• _The task_: Copy word for word the lines from the start of the records through the line that contains "impl std::fmt::Display for", both included.

• _Data for review_:
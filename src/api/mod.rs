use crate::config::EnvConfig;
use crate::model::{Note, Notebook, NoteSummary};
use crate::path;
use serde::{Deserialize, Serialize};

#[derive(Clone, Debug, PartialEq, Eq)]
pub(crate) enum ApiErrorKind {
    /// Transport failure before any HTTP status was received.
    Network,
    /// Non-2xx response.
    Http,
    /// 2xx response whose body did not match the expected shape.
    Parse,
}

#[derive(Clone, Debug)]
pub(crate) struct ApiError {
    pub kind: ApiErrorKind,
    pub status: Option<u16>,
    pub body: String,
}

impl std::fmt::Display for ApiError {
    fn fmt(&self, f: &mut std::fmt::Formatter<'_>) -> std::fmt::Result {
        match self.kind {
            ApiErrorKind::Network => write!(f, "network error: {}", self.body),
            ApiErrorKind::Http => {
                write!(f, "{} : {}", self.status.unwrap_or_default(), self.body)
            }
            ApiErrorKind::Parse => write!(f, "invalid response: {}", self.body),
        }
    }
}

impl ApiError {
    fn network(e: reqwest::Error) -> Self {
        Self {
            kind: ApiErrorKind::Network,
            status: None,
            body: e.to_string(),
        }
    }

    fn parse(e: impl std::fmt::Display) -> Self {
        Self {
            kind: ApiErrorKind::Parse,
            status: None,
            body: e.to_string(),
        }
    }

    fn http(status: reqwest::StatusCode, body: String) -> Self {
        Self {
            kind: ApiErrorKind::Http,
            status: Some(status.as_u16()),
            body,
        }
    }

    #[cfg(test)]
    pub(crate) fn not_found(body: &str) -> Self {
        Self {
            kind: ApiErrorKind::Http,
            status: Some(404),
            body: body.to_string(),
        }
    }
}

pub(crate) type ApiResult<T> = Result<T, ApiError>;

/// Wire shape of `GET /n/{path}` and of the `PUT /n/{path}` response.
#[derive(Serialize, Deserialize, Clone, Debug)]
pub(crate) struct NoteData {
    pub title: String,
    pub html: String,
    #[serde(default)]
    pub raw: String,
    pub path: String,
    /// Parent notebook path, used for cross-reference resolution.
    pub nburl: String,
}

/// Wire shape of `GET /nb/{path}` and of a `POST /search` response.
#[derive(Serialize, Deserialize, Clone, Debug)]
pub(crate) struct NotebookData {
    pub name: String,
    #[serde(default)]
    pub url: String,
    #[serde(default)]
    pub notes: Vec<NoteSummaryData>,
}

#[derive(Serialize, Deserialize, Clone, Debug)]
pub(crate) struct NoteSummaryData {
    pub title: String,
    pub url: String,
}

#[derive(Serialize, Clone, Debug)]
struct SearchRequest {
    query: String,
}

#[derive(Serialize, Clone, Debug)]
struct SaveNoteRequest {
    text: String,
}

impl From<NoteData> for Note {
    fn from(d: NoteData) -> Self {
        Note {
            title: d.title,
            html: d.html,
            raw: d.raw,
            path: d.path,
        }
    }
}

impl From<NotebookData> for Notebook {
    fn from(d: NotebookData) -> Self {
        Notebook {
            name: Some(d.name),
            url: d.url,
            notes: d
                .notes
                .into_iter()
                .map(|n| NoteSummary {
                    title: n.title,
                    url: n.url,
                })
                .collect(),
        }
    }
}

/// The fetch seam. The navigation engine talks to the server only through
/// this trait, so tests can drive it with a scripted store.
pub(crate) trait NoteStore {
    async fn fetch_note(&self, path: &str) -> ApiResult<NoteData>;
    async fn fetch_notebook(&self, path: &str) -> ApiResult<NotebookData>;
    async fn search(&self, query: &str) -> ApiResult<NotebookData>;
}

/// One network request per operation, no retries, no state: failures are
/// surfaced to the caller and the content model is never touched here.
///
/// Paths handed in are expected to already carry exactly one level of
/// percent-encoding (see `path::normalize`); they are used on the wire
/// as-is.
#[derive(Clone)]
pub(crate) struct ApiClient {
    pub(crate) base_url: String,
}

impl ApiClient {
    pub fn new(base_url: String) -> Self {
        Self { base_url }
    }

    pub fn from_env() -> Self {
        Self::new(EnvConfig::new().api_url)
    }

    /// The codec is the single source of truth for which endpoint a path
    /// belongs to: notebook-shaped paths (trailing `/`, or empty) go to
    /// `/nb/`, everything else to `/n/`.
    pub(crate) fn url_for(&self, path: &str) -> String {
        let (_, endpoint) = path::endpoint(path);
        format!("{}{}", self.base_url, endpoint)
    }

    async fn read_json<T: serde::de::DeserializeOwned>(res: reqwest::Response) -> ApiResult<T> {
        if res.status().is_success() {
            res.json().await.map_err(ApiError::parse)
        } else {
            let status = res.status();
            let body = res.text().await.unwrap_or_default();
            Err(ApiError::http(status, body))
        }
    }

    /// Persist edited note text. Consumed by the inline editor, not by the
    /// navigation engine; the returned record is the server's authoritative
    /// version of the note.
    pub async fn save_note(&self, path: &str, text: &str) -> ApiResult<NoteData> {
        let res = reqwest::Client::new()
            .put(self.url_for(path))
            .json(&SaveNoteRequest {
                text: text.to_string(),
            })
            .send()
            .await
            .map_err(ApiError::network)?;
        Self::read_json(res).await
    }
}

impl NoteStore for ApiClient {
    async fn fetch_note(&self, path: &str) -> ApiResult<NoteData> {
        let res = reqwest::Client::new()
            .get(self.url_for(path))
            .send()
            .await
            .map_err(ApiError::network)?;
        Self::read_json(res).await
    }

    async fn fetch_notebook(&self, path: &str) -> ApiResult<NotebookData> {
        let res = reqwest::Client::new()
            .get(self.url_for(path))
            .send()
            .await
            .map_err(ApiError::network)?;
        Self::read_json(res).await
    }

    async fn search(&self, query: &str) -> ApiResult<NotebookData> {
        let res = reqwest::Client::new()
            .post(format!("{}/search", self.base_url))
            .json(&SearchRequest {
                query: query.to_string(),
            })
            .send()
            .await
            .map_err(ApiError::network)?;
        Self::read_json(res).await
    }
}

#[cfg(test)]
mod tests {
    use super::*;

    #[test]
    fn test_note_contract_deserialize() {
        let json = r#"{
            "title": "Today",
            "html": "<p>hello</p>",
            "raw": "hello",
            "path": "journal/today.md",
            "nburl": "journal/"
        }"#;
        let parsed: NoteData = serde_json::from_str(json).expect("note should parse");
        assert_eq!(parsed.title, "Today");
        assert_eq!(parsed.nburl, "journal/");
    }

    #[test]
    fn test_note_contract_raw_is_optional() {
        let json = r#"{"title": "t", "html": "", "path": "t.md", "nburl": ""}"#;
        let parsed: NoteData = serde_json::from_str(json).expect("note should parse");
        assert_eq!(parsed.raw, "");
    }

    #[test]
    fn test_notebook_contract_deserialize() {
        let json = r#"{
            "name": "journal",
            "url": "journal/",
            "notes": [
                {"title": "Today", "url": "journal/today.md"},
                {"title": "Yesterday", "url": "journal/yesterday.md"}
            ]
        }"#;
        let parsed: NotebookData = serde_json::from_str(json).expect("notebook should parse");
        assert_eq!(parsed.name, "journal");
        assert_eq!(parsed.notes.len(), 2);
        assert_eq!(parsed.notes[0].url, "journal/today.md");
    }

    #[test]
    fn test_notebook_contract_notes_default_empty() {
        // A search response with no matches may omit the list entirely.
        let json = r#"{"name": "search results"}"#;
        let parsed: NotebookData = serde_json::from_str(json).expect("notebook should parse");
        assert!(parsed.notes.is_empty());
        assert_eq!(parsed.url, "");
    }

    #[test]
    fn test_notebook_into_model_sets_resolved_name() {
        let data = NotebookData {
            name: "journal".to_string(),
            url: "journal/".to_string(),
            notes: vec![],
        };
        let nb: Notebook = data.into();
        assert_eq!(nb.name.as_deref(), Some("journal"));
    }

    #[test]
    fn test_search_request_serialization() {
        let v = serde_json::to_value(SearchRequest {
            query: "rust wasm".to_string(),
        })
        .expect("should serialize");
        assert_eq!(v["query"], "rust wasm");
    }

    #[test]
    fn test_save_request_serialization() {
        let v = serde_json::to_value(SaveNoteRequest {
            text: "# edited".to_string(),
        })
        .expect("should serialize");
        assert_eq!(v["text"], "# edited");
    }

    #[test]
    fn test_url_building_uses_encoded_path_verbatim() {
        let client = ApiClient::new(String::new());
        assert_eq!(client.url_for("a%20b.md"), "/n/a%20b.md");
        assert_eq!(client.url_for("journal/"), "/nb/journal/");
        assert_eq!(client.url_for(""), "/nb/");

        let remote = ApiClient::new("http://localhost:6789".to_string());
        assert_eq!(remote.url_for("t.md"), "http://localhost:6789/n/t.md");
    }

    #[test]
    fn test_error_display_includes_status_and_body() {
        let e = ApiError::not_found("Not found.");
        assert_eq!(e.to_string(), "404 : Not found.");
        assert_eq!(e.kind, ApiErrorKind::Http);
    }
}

• _Solution for this exercise_:
filename src/api/mod.rs
use crate::config::EnvConfig;
use crate::model::{Note, Notebook, NoteSummary};
use crate::path;
use serde::{Deserialize, Serialize};

#[derive(Clone, Debug, PartialEq, Eq)]
pub(crate) enum ApiErrorKind {
    /// Transport failure before any HTTP status was received.
    Network,
    /// Non-2xx response.
    Http,
    /// 2xx response whose body did not match the expected shape.
    Parse,
}

#[derive(Clone, Debug)]
pub(crate) struct ApiError {
    pub kind: ApiErrorKind,
    pub status: Option<u16>,
    pub body: String,
}

impl std::fmt::Display for ApiError {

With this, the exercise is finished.